# Zähler mit Überlauf



## MSB (1 September 2007)

Sorry für den dämlichen Titel, was anderes fiel mir nicht ein.

Nun zum Problem:
Ich bekomme über Profibus einen freilaufenden Zähler, effektiv werte dieser Impulse eines MID's aus.
Die Wertigkeit dieses Zählers ist von 0 - 32768 und springt dann einfach wieder auf 0.
Der Profibusslave ist ein 2-Draht Bussystem, an dem hängen über mehrere Kilometer Erdkabel verteilt,
div. Hochbehälter, Übergabeschächte ...
Das ein System welches auf solche Entfernungen funktioniert nicht gerad schnell ist, dürfte klar sein.

Hier mal was ich bisher habe:
Anhang anzeigen FB170.pdf


Das Problem ist nun, wenn ein Busausfall ist, entweder Profibusseitig oder 2-Draht Busseitig,
kann es passieren kann das das PEW vom Zähler "0" wird,
ebenso kann dies passieren beim Hochlauf des Systems, also Steuerung und 2-Draht Station.

Ich weiß jetzt nicht wie ich trennen kann, ob das nun ein "echter" Rücksprung war,
oder das halt durch irgend eine Busstörung zustande gekommen ist.

Wenigstens von diesem 2-Draht System, dauert es ca. 30 Sekunden bis eine Station als gestört erkannt wird.
Das kann ich auch nicht irgendwie ändern.

Also:
Wie könnte man den Baustein "solider" bekommen?

Mfg
Manuel


----------



## Oberchefe (2 September 2007)

Wie wär's mit einer Plausibilitätsprüfung? Also Wert davor (und evtl. Wert danach) in Bezug setzen und schauen ob der Wert dazu paßt und nur in diesem Fall verrechnen.


----------



## IBFS (2 September 2007)

@MSB

1. Was ist ein "MID" und in welcher zeitlichen Folge kommen die IMPULSE.

2.
Zitat:
"Das ein System welches auf solche Entfernungen funktioniert nicht gerad schnell ist, dürfte klar sein"
Zitat-Ende:

Was heißt "LANGSAM"?
Langsamer als 9.6 kBit/s kann man den Profibus doch garnicht einstellen.

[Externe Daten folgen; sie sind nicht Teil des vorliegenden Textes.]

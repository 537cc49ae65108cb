//! Configuration structures for the extraction pipeline.

use serde::{Deserialize, Serialize};
use std::path::{Path, PathBuf};

use crate::error::{FieldscanError, Result};

/// Main configuration for fieldscan.
#[derive(Debug, Clone, Default, PartialEq, Serialize, Deserialize)]
#[serde(default)]
pub struct FieldscanConfig {
    /// Pass thresholds and switches.
    pub extraction: ExtractionConfig,

    /// Batch worker configuration.
    pub batch: BatchConfig,

    /// Field schema location.
    pub schema: SchemaConfig,
}

/// Extraction engine configuration.
#[derive(Debug, Clone, PartialEq, Serialize, Deserialize)]
#[serde(default)]
pub struct ExtractionConfig {
    /// Confidence at which a field counts as resolved for the cost-bounding
    /// skips of the contextual and table passes.
    pub resolved_threshold: f32,

    /// Lines searched below a label by the contextual pass.
    pub context_lookahead: usize,

    /// Run the table structure pass.
    pub enable_table: bool,

    /// Run the fuzzy label pass.
    pub enable_fuzzy: bool,

    /// Minimum label similarity (inclusive) for a fuzzy hit.
    pub fuzzy_threshold: f32,

    /// Maximum label length, in characters, considered by the fuzzy pass.
    pub fuzzy_label_max_len: usize,

    /// Lines searched below a fuzzy label.
    pub fuzzy_lookahead: usize,
}

impl Default for ExtractionConfig {
    fn default() -> Self {
        Self {
            resolved_threshold: 0.90,
            context_lookahead: 3,
            enable_table: true,
            enable_fuzzy: true,
            fuzzy_threshold: 0.70,
            fuzzy_label_max_len: 40,
            fuzzy_lookahead: 1,
        }
    }
}

impl ExtractionConfig {
    /// Check that thresholds are within their meaningful ranges.
    pub fn validate(&self) -> Result<()> {
        if !(0.0..=1.0).contains(&self.resolved_threshold) {
            return Err(FieldscanError::Config(format!(
                "resolved_threshold must be within 0..=1, got {}",
                self.resolved_threshold
            )));
        }
        if !(0.0..=1.0).contains(&self.fuzzy_threshold) {
            return Err(FieldscanError::Config(format!(
                "fuzzy_threshold must be within 0..=1, got {}",
                self.fuzzy_threshold
            )));
        }
        if self.fuzzy_label_max_len == 0 {
            return Err(FieldscanError::Config(
                "fuzzy_label_max_len must be positive".to_string(),
            ));
        }
        Ok(())
    }
}

/// Batch processing configuration.
#[derive(Debug, Clone, PartialEq, Serialize, Deserialize)]
#[serde(default)]
pub struct BatchConfig {
    /// Number of worker threads (0 = one per CPU).
    pub jobs: usize,

    /// Per-document time bound in milliseconds (0 = unbounded).
    pub document_timeout_ms: u64,
}

impl Default for BatchConfig {
    fn default() -> Self {
        Self {
            jobs: 4,
            document_timeout_ms: 0,
        }
    }
}

/// Field schema configuration.
#[derive(Debug, Clone, Default, PartialEq, Serialize, Deserialize)]
#[serde(default)]
pub struct SchemaConfig {
    /// JSON schema file; the built-in insurance schema is used when unset.
    pub path: Option<PathBuf>,
}

impl FieldscanConfig {
    /// Load configuration from a JSON file.
    pub fn from_file(path: &Path) -> Result<Self> {
        let content = std::fs::read_to_string(path)?;
        let config: Self = serde_json::from_str(&content)?;
        config.extraction.validate()?;
        Ok(config)
    }

    /// Save configuration to a JSON file.
    pub fn save(&self, path: &Path) -> Result<()> {
        let content = serde_json::to_string_pretty(self)?;
        std::fs::write(path, content)?;
        Ok(())
    }
}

D.h. deine REFRESH-Rate dürfte dann etwa - je nach Anzahl der Stationen - um etwa max. eine Sekunde sein, oder sehe ich dass völlig falsch.

3. Vielleicht kann man in jede Station ein LEBENSBIT einbauen.
    Wenn dann nichts mehr "blinkert" weißt du das ggf. eher, als die DP-Diagnose und kannst den Zähler auf "UNPLAUSIBEL" setzen.

Gruß


----------



## MSB (2 September 2007)

@IBFS
1. Ein MID = Magnetisch Induktiver Durchflussmesser
Die Pumpe wird zwischen 5 und 20 l/s betrieben, und ich werte 100 liter Impulse aus.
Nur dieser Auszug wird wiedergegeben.